President Joe Biden's nominee to head up the Department of Justice's antitrust division is expected to take aim at the tech industry if confirmed by the Senate, where he appears to be a shoo-in.
Jonathan Kanter, who has had the backing of predecessors from every administration dating back to President Gerald Ford, is seen as a hawk on illegal monopolies and anti-competitive mergers, particularly within the tech industry.
“In short, we believe Mr. Kanter is right for this important position,” a group of attorneys who previously held the post wrote in a letter to Senate leaders Thursday.
The former top government lawyers who voiced their support included Democrats who worked under Presidents Jimmy Carter, Bill Clinton, and Barack Obama, as well as Republicans who worked under Ford and Presidents Ronald Reagan, George W. Bush, and Donald Trump.
“I like Jonathan. I actually think he'll be a great leader for the antitrust division and move antitrust enforcement forward,” Makan Delrahim, Trump's assistant attorney general of DOJ's Antitrust Division, told the Washington Examiner when Kanter was first nominated by Biden in July.
“Both his private sector and government experience will help him run the division successfully. He's a good guy who has been active in the pro-enforcement wing of antitrust lawyers,” Delrahim added.
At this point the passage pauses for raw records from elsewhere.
use anyhow::Result;
use substreams::{log, scalar::BigInt};

use crate::{
    events::{EventHandler, HandlerContext},
    identifiers::{dao_id, member_id, to_hex},
    pb::tribute::v1::{Member, UpdateDelegateKey},
};

impl EventHandler for UpdateDelegateKey {
    fn handle(&self, ctx: &mut HandlerContext) -> Result<()> {
        let dao = ctx.address().to_vec();
        log::info!(
            "UpdateDelegateKey dao {} memberAddress {} newDelegateKey {}",
            to_hex(&dao),
            to_hex(&self.member_address),
            to_hex(&self.new_delegate_key)
        );

        let id = member_id(&dao, &self.member_address);
        let Some(mut member) = ctx.load::<Member>(&id)? else {
            log::debug!("Member {} is unknown, dropping delegate key update", id);
            return Ok(());
        };
        member.delegate_key = self.new_delegate_key.clone();
        member.is_delegated = self.new_delegate_key != self.member_address;

        ctx.save(&member);
        Ok(())
    }
}

/// Creates the member on first sight, delegating to itself, and records its units balance
/// when it could be read.
pub fn upsert_member_units(
    ctx: &mut HandlerContext,
    dao: &[u8],
    member_address: &[u8],
    units: Option<&BigInt>,
) -> Result<()> {
    let id = member_id(dao, member_address);
    let mut member = ctx
        .load::<Member>(&id)?
        .unwrap_or_else(|| Member {
            id,
            tribute_dao: dao_id(dao),
            member_address: member_address.to_vec(),
            delegate_key: member_address.to_vec(),
            is_delegated: false,
            units: "0".to_string(),
            created_at: ctx.timestamp(),
        });
    if let Some(units) = units {
        member.units = units.to_string();
    }

    ctx.save(&member);
    Ok(())
}

#[cfg(test)]
mod tests {
    use super::*;
    use crate::{pb::tribute::v1::dao_event::Kind, store::EntityStoreExt, testing::*};

    fn delegate(member: &[u8], key: &[u8]) -> Kind {
        Kind::UpdateDelegateKey(UpdateDelegateKey {
            member_address: member.to_vec(),
            new_delegate_key: key.to_vec(),
        })
    }

    fn harness_with_member() -> Harness {
        let mut harness = Harness::new(MockContractReader::default());
        harness.store.save(&Member {
            id: member_id(&DAO, &MEMBER),
            tribute_dao: dao_id(&DAO),
            member_address: MEMBER.to_vec(),
            delegate_key: MEMBER.to_vec(),
            units: "10".to_string(),
            ..Default::default()
        });
        harness
    }

    fn load(harness: &Harness) -> Member {
        harness
            .store
            .load::<Member>(&member_id(&DAO, &MEMBER))
            .unwrap()
            .unwrap()
    }

    #[test]
    fn test_delegating_to_another_key() {
        let mut harness = harness_with_member();

        harness
            .handle(&event(&DAO, delegate(&MEMBER, &DELEGATE)))
            .unwrap();

        let member = load(&harness);
        assert_eq!(member.delegate_key, DELEGATE.to_vec());
        assert!(member.is_delegated);
        assert_eq!(member.units, "10");
    }

    #[test]
    fn test_delegating_back_to_self() {
        let mut harness = harness_with_member();

        harness
            .handle(&event(&DAO, delegate(&MEMBER, &DELEGATE)))
            .unwrap();
        harness
            .handle(&event(&DAO, delegate(&MEMBER, &MEMBER)))
            .unwrap();

        let member = load(&harness);
        assert_eq!(member.delegate_key, MEMBER.to_vec());
        assert!(!member.is_delegated);
    }

    #[test]
    fn test_unknown_member_is_dropped() {
        let mut harness = Harness::new(MockContractReader::default());

        harness
            .handle(&event(&DAO, delegate(&MEMBER, &DELEGATE)))
            .unwrap();

        assert!(harness.store.is_empty());
    }

    #[test]
    fn test_member_lookup_is_dao_scoped() {
        let mut harness = harness_with_member();

        harness
            .handle(&event(&OTHER_DAO, delegate(&MEMBER, &DELEGATE)))
            .unwrap();

        assert!(!load(&harness).is_delegated);
        assert_eq!(harness.store.count("Member"), 1);
    }
}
The Federal Trade Commission and the Justice Department are responsible for antitrust enforcement, primarily through investigations, lawsuits, penalties, and fines. Antitrust laws are meant to protect consumers from anti-competitive mergers and business practices.
Kanter's nomination signals a blow for Silicon Valley companies, such as Facebook, Google, Apple, and Amazon, which are under intense bipartisan scrutiny from the government for accusations of monopolistic behavior.
“Monopoly cases are the equivalent of jaywalking. You just don't see them. … So, what has gone wrong? How have we lost our way?” Kanter said at a conference convened by Yelp in 2018, where he criticized the lack of meaningful antitrust litigation by the federal government.
As an antitrust lawyer, Kanter has previously represented companies, such as Yelp and Microsoft, which have accused Google of unfair and anti-competitive behavior. He has also worked for a firm representing Amazon, Uber, and Mastercard on antitrust issues.
This background could provide grounds for tech giants, such as Google, Amazon, and Uber, to ask him to be recused from antitrust cases involving their companies due to conflicts of interest.